TASK REQUIREMENTS: Every line of the data must be copied exactly.

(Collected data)
----
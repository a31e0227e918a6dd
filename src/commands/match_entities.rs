use std::path::Path;
use std::time::Instant;

use anyhow::{Context, Result, bail};
use serde::{Deserialize, Serialize};
use tracing::{info, warn};

use entity_locator::config::LocatorConfig;
use entity_locator::layout::{DocumentLayout, LayoutDocument};
use entity_locator::matching::{CacheCounters, CancellationToken, MatchDispatcher, build_report};
use entity_locator::model::{EntityInput, Statistics};

use crate::cli::MatchArgs;
use crate::commands::{build_overlay, load_config, target_dimensions};
use crate::util::{now_utc_string, read_json, sha256_file, write_json_pretty};

const MANIFEST_VERSION: u32 = 1;

#[derive(Debug, Clone, Serialize, Deserialize)]
pub struct InputFingerprint {
    pub path: String,
    pub sha256: String,
}

#[derive(Debug, Clone, Serialize)]
pub struct RunManifest {
    pub manifest_version: u32,
    pub generated_at: String,
    pub source_document: Option<String>,
    pub entities: InputFingerprint,
    pub layout: InputFingerprint,
    pub config: LocatorConfig,
    pub statistics: Statistics,
    pub cache: CacheCounters,
    pub duration_ms: u128,
    pub cancelled: bool,
}

pub fn run(args: MatchArgs) -> Result<()> {
    let started = Instant::now();
    let config = effective_config(&args)?;

    // Fail before matching rather than after a long batch.
    let dimensions = target_dimensions(&args.dimensions)?;
    if args.overlay_out.is_some() && dimensions.is_none() {
        bail!("--overlay-out requires --width and --height");
    }

    let input: EntityInput = read_json(&args.entities)?;
    let source_document = input.source_document().map(ToOwned::to_owned);
    let entities = input.into_entities();

    let document: LayoutDocument = read_json(&args.layout)?;
    let layout = DocumentLayout::from_document(document)
        .with_context(|| format!("invalid layout: {}", args.layout.display()))?;

    info!(
        entities = entities.len(),
        pages = layout.page_count(),
        spans = layout.span_count(),
        source = %source_document.as_deref().unwrap_or("-"),
        "starting match run"
    );

    let dispatcher = MatchDispatcher::new(&layout, &config.matcher);
    let cancel = CancellationToken::new();
    let outcome = dispatcher
        .match_batch(&entities, &cancel)
        .context("entity matching failed")?;
    let cache = dispatcher.cache_counters();

    let report = build_report(outcome.records);
    write_json_pretty(&args.out, &report)?;
    info!(
        path = %args.out.display(),
        matched = report.statistics.matched,
        partial_matched = report.statistics.partial_matched,
        unmatched = report.statistics.unmatched,
        "wrote match report"
    );

    if let (Some(path), Some(dimensions)) = (args.overlay_out.as_deref(), dimensions) {
        let overlay = build_overlay(&report.matched_entities, dimensions, &config.overlay)?;
        write_json_pretty(path, &overlay)?;
        info!(path = %path.display(), regions = overlay.records.len(), "wrote overlay");
    }

    if outcome.cancelled {
        warn!("match run cancelled; report is partial");
    }

    if let Some(manifest_path) = args.manifest_path.as_deref() {
        let manifest = RunManifest {
            manifest_version: MANIFEST_VERSION,
            generated_at: now_utc_string(),
            source_document,
            entities: fingerprint(&args.entities)?,
            layout: fingerprint(&args.layout)?,
            config,
            statistics: report.statistics.clone(),
            cache,
            duration_ms: started.elapsed().as_millis(),
            cancelled: outcome.cancelled,
        };
        write_json_pretty(manifest_path, &manifest)?;
        info!(path = %manifest_path.display(), "wrote run manifest");
    }

    Ok(())
}

fn effective_config(args: &MatchArgs) -> Result<LocatorConfig> {
    let mut config = load_config(args.config.as_deref())?;
    if let Some(value) = args.fuzzy_threshold {
        config.matcher.fuzzy_threshold = value;
    }
    if let Some(value) = args.proximity_threshold {
        config.matcher.proximity_threshold = value;
    }
    if args.parallel {
        config.matcher.parallel = true;
    }
    config.validate().context("invalid configuration")?;
    Ok(config)
}

fn fingerprint(path: &Path) -> Result<InputFingerprint> {
    Ok(InputFingerprint {
        path: path.display().to_string(),
        sha256: sha256_file(path)?,
    })
}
----
TASK ANSWER:
repository a31e0227e918a6dd
filename src/commands/match_entities.rs
use std::path::Path;
use std::time::Instant;

use anyhow::{Context, Result, bail};
use serde::{Deserialize, Serialize};
use tracing::{info, warn};

use entity_locator::config::LocatorConfig;
use entity_locator::layout::{DocumentLayout, LayoutDocument};
use entity_locator::matching::{CacheCounters, CancellationToken, MatchDispatcher, build_report};
use entity_locator::model::{EntityInput, Statistics};

use crate::cli::MatchArgs;
use crate::commands::{build_overlay, load_config, target_dimensions};
use crate::util::{now_utc_string, read_json, sha256_file, write_json_pretty};

const MANIFEST_VERSION: u32 = 1;

#[derive(Debug, Clone, Serialize, Deserialize)]
pub struct InputFingerprint {
    pub path: String,
    pub sha256: String,
}

#[derive(Debug, Clone, Serialize)]
pub struct RunManifest {
    pub manifest_version: u32,
    pub generated_at: String,
    pub source_document: Option<String>,
    pub entities: InputFingerprint,
    pub layout: InputFingerprint,
    pub config: LocatorConfig,
    pub statistics: Statistics,
    pub cache: CacheCounters,
    pub duration_ms: u128,
    pub cancelled: bool,
}

pub fn run(args: MatchArgs) -> Result<()> {
    let started = Instant::now();
    let config = effective_config(&args)?;

    // Fail before matching rather than after a long batch.
    let dimensions = target_dimensions(&args.dimensions)?;
    if args.overlay_out.is_some() && dimensions.is_none() {
        bail!("--overlay-out requires --width and --height");
    }

    let input: EntityInput = read_json(&args.entities)?;
    let source_document = input.source_document().map(ToOwned::to_owned);
    let entities = input.into_entities();

    let document: LayoutDocument = read_json(&args.layout)?;
    let layout = DocumentLayout::from_document(document)
        .with_context(|| format!("invalid layout: {}", args.layout.display()))?;

    info!(
        entities = entities.len(),
        pages = layout.page_count(),
        spans = layout.span_count(),
        source = %source_document.as_deref().unwrap_or("-"),
        "starting match run"
    );

    let dispatcher = MatchDispatcher::new(&layout, &config.matcher);
    let cancel = CancellationToken::new();
    let outcome = dispatcher
        .match_batch(&entities, &cancel)
        .context("entity matching failed")?;
    let cache = dispatcher.cache_counters();

    let report = build_report(outcome.records);
    write_json_pretty(&args.out, &report)?;
    info!(
        path = %args.out.display(),
        matched = report.statistics.matched,
        partial_matched = report.statistics.partial_matched,
        unmatched = report.statistics.unmatched,
        "wrote match report"
    );

    if let (Some(path), Some(dimensions)) = (args.overlay_out.as_deref(), dimensions) {
        let overlay = build_overlay(&report.matched_entities, dimensions, &config.overlay)?;
        write_json_pretty(path, &overlay)?;
        info!(path = %path.display(), regions = overlay.records.len(), "wrote overlay");
    }

    if outcome.cancelled {
        warn!("match run cancelled; report is partial");
    }

    if let Some(manifest_path) = args.manifest_path.as_deref() {
        let manifest = RunManifest {
            manifest_version: MANIFEST_VERSION,
            generated_at: now_utc_string(),
            source_document,
            entities: fingerprint(&args.entities)?,
            layout: fingerprint(&args.layout)?,
            config,
            statistics: report.statistics.clone(),
            cache,
            duration_ms: started.elapsed().as_millis(),
            cancelled: outcome.cancelled,
        };
        write_json_pretty(manifest_path, &manifest)?;
        info!(path = %manifest_path.display(), "wrote run manifest");
    }

    Ok(())
}

fn effective_config(args: &MatchArgs) -> Result<LocatorConfig> {
    let mut config = load_config(args.config.as_deref())?;
    if let Some(value) = args.fuzzy_threshold {
        config.matcher.fuzzy_threshold = value;
    }
    if let Some(value) = args.proximity_threshold {
        config.matcher.proximity_threshold = value;
    }
    if args.parallel {
        config.matcher.parallel = true;
    }
    config.validate().context("invalid configuration")?;
    Ok(config)
}

fn fingerprint(path: &Path) -> Result<InputFingerprint> {
    Ok(InputFingerprint {
        path: path.display().to_string(),
        sha256: sha256_file(path)?,
    })
}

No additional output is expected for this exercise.